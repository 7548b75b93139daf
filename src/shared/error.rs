use std::fmt;
use std::path::PathBuf;
use thiserror::Error;

/// Exit codes for the CLI application.
///
/// These codes allow CI systems to distinguish between different
/// types of failures and successes.
#[derive(Debug, Clone, Copy, PartialEq, Eq)]
#[repr(i32)]
pub enum ExitCode {
    /// Success - the document was enriched and written (possibly partially)
    Success = 0,
    /// Invalid command-line arguments (clap parsing errors)
    InvalidArguments = 2,
    /// Application error (decode failure, file I/O error, missing credentials, etc.)
    ApplicationError = 3,
    /// The run was cancelled; the partially enriched document was still written
    Cancelled = 4,
}

impl ExitCode {
    /// Convert to i32 for use with std::process::exit
    pub fn as_i32(self) -> i32 {
        self as i32
    }
}

impl fmt::Display for ExitCode {
    fn fmt(&self, f: &mut fmt::Formatter<'_>) -> fmt::Result {
        match self {
            ExitCode::Success => write!(f, "Success (0)"),
            ExitCode::InvalidArguments => write!(f, "Invalid Arguments (2)"),
            ExitCode::ApplicationError => write!(f, "Application Error (3)"),
            ExitCode::Cancelled => write!(f, "Cancelled (4)"),
        }
    }
}

/// Classified failure of a single remote lookup.
///
/// `NotFound`, `Rejected`, `Decode` and `Cancelled` are terminal on the first
/// occurrence. `RateLimited` and `Transient` are only returned once the retry
/// budget has been spent.
#[derive(Debug, Clone, Error, PartialEq, Eq)]
pub enum FetchError {
    #[error("no remote record for {target}")]
    NotFound { target: String },

    #[error("rate limited by {target} after {attempts} attempts")]
    RateLimited { target: String, attempts: u32 },

    #[error("transient failure from {target} after {attempts} attempts: {details}")]
    Transient {
        target: String,
        attempts: u32,
        details: String,
    },

    #[error("request to {target} rejected with status {status}")]
    Rejected { target: String, status: u16 },

    #[error("unexpected response body from {target}: {details}")]
    Decode { target: String, details: String },

    #[error("request to {target} cancelled")]
    Cancelled { target: String },
}

impl FetchError {
    /// True for the failures that were retried before giving up.
    pub fn is_retryable(&self) -> bool {
        matches!(
            self,
            FetchError::RateLimited { .. } | FetchError::Transient { .. }
        )
    }
}

/// Failure to derive a lookup identifier from a component.
#[derive(Debug, Clone, Error, PartialEq, Eq)]
pub enum ResolveError {
    #[error("malformed identifier '{value}': {reason}")]
    MalformedIdentifier { value: String, reason: String },

    #[error("component has no package identifier or repository reference")]
    NoIdentifier,

    #[error("no source repository known for {purl}")]
    NoRepository { purl: String },

    #[error("repository lookup failed: {0}")]
    Lookup(#[from] FetchError),
}

impl ResolveError {
    pub fn malformed(value: impl Into<String>, reason: impl Into<String>) -> Self {
        ResolveError::MalformedIdentifier {
            value: value.into(),
            reason: reason.into(),
        }
    }
}

/// Application-specific errors for SBOM enrichment.
///
/// Uses thiserror to derive Display and Error traits automatically,
/// reducing boilerplate while maintaining user-friendly error messages.
#[derive(Debug, Error)]
pub enum EnrichError {
    #[error("Input SBOM not found: {path}\n\n💡 Hint: Pass the path of a CycloneDX or SPDX JSON document, or '-' to read stdin")]
    InputNotFound { path: PathBuf },

    #[error("Failed to decode SBOM: {details}\n\n💡 Hint: Only CycloneDX JSON and SPDX 2.x JSON documents are supported")]
    DecodeFailure { details: String },

    #[error("Failed to encode SBOM: {details}")]
    EncodeFailure { details: String },

    #[error("Failed to read file: {path}\nDetails: {details}\n\n💡 Hint: Please verify that the file exists and you have read permissions")]
    FileReadError { path: PathBuf, details: String },

    #[error("Failed to write to file: {path}\nDetails: {details}\n\n💡 Hint: Please verify that the directory exists and you have write permissions")]
    FileWriteError { path: PathBuf, details: String },

    #[error("Missing credentials for {source_name}: environment variable {variable} is not set\n\n💡 Hint: Export {variable} before enriching with {source_name}")]
    MissingCredentials {
        source_name: String,
        variable: String,
    },

    #[error("Security violation: {path}\nReason: {reason}\n\n💡 Hint: {hint}")]
    SecurityError {
        path: PathBuf,
        reason: String,
        hint: String,
    },
}

#[cfg(test)]
mod tests {
    use super::*;

    #[test]
    fn test_exit_code_values() {
        assert_eq!(ExitCode::Success.as_i32(), 0);
        assert_eq!(ExitCode::InvalidArguments.as_i32(), 2);
        assert_eq!(ExitCode::ApplicationError.as_i32(), 3);
        assert_eq!(ExitCode::Cancelled.as_i32(), 4);
    }

    #[test]
    fn test_exit_code_display() {
        assert_eq!(format!("{}", ExitCode::Success), "Success (0)");
        assert_eq!(format!("{}", ExitCode::Cancelled), "Cancelled (4)");
    }

    #[test]
    fn test_fetch_error_retryable_classes() {
        let rate_limited = FetchError::RateLimited {
            target: "x".into(),
            attempts: 5,
        };
        let not_found = FetchError::NotFound { target: "x".into() };
        assert!(rate_limited.is_retryable());
        assert!(!not_found.is_retryable());
    }

    #[test]
    fn test_resolve_error_wraps_fetch_error() {
        let err: ResolveError = FetchError::Rejected {
            target: "https://api.deps.dev".into(),
            status: 403,
        }
        .into();
        assert!(err.to_string().contains("403"));
    }

    #[test]
    fn test_decode_failure_display() {
        let error = EnrichError::DecodeFailure {
            details: "expected value at line 1".to_string(),
        };
        let display = format!("{}", error);
        assert!(display.contains("Failed to decode SBOM"));
        assert!(display.contains("💡 Hint:"));
    }

    #[test]
    fn test_missing_credentials_display() {
        let error = EnrichError::MissingCredentials {
            source_name: "snyk".to_string(),
            variable: "SNYK_TOKEN".to_string(),
        };
        let display = format!("{}", error);
        assert!(display.contains("SNYK_TOKEN"));
        assert!(display.contains("snyk"));
    }

    #[test]
    fn test_security_error_display() {
        let error = EnrichError::SecurityError {
            path: PathBuf::from("/test/symlink"),
            reason: "Symbolic links are not allowed".to_string(),
            hint: "Use a regular file instead".to_string(),
        };
        let display = format!("{}", error);
        assert!(display.contains("Security violation"));
        assert!(display.contains("/test/symlink"));
    }
}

=-=-=-=-=

→ To do
Scan the listing above. Gather each line that contains the word "nDetails".

→ Answer section
    #[error("Failed to read file: {path}\nDetails: {details}\n\n💡 Hint: Please verify that the file exists and you have read permissions")]
    #[error("Failed to write to file: {path}\nDetails: {details}\n\n💡 Hint: Please verify that the directory exists and you have write permissions")]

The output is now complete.